Иван Толстой: Я почувствовал такую поразительную перекличку между тем, что Вы сказали, что это группа людей, возглавляемая Марком Рубинштейном, почувствовала момент. Раньше еще было нельзя. Хочется продолжить, что завтра будет уже поздно. Тактика Владимира Ильича. У Вас это случайно вырвалось, или на самом деле кипит и дымится это у Вас в подсознании?



Александр Сокуров: Это ведь звенья определенной цепи. Одно следует за другим. Мы с Вами говорим об очень общих вещах. Вы затрагиваете имена, которые в истории связаны с серьезными деструктивными обстоятельствами, которые не только изменили ход истории, но действия людей и народов, которые объединились вокруг них и привели к колоссальным жертвам. Я повторяю и настаиваю, что только серьезные проблемы в области национальной культуры, только деструктивное отношение к культуре, как явлению консервативному, принципиально важному и основополагающему в жизни любого государства, только такое отношение к культуре, только такие муки культуры могли привести к тому, что огромным количеством людей нацистская идеология вдруг овладела.
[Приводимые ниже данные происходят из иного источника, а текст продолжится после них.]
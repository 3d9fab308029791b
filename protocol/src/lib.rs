// Copyright (c) 2026 PartLedger Contributors. MIT License.
// See LICENSE for details.

//! # PartLedger Protocol — Core Library
//!
//! A small permissioned ledger for hardware parts. Every part runs a node
//! with its own copy of the chain; nodes hand freshly written blocks to each
//! other, validate what they receive against their own head and pass
//! accepted blocks on to everyone else.
//!
//! There is no consensus protocol. Nodes converge as long as hand-offs do
//! not race, and divergence is a known limitation.
//!
//! ## Architecture
//!
//! - **crypto** — SHA-256 helpers and block signatures.
//! - **identity** — Parts and their 128-bit fingerprints.
//! - **storage** — Blocks and the in-memory append-only chain.
//! - **network** — Nodes, the broadcast fabric and validation loops.
//! - **config** — Protocol constants and node configuration.
//!
//! ## Quick Start
//!
//! ```no_run
//! use std::sync::Arc;
//! use partledger_protocol::config::NodeConfig;
//! use partledger_protocol::network::{BroadcastFabric, Node};
//! use partledger_protocol::storage::Message;
//!
//! # async fn demo() -> Result<(), partledger_protocol::network::NodeError> {
//! let fabric = Arc::new(BroadcastFabric::new());
//! let rudder = Node::create("Rudder", "Sckzor Industries", "LBMR-HLXA-GQH5-6TQ7", "TY850",
//!     Arc::clone(&fabric), NodeConfig::default())?;
//! let wing = Node::create("Wing", "Sckzor Industries", "YYG4-3F7B-TNXW-ALQE", "CX410",
//!     Arc::clone(&fabric), NodeConfig::default())?;
//! rudder.start_validation()?;
//! wing.start_validation()?;
//!
//! rudder.transmit(&wing, Message::attach("The Rudder has joined the blockchain")).await?;
//! # Ok(())
//! # }
//! ```

pub mod config;
pub mod crypto;
pub mod identity;
pub mod network;
pub mod storage;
Огромное количество людей пошло для осуществления вот этой, казалось бы, светлой социалистической идеи, согласились на огромные жертвы. Но не забудем также, что человек, который, в свое время, осуществлял свои значительные цели, этим человеком был Наполеон, а раньше него в исторической лестнице - Петр Первый, осуществлял свои значимые и большие цели. Было время, когда это были люди, в сторону которых смотрели с опаской, ненавидели их, и все знали о том, что стоит за действиями этих людей и что было в результате. Сегодня и один и другой признаются важными историческими фигурами, и моральный аспект их деятельности совершенно не рассматривается. Он забыт просто. Мы вправе забыть о десятках тысяч людей, которые были положены в землю, по сути, были убиты и замучены при создании Петербурга? Мы вправе забыть наши жертвы, отданные в борьбе с нашествием Наполеона? Мы не вправе это забыть. Кстати, это перекликается с Дворцовой площадью.



Иван Толстой: Но ведь забыли, и как быть? Почему забыли тех, и почему помнят и не могут забыть жертв Гитлера и Ленина? Или Вы считаете, что тот балаган, который затевается на Дворцовой площади этим летом, это и есть тот шаг забвения, о котором Вы говорили применительно к Наполеону и Петру?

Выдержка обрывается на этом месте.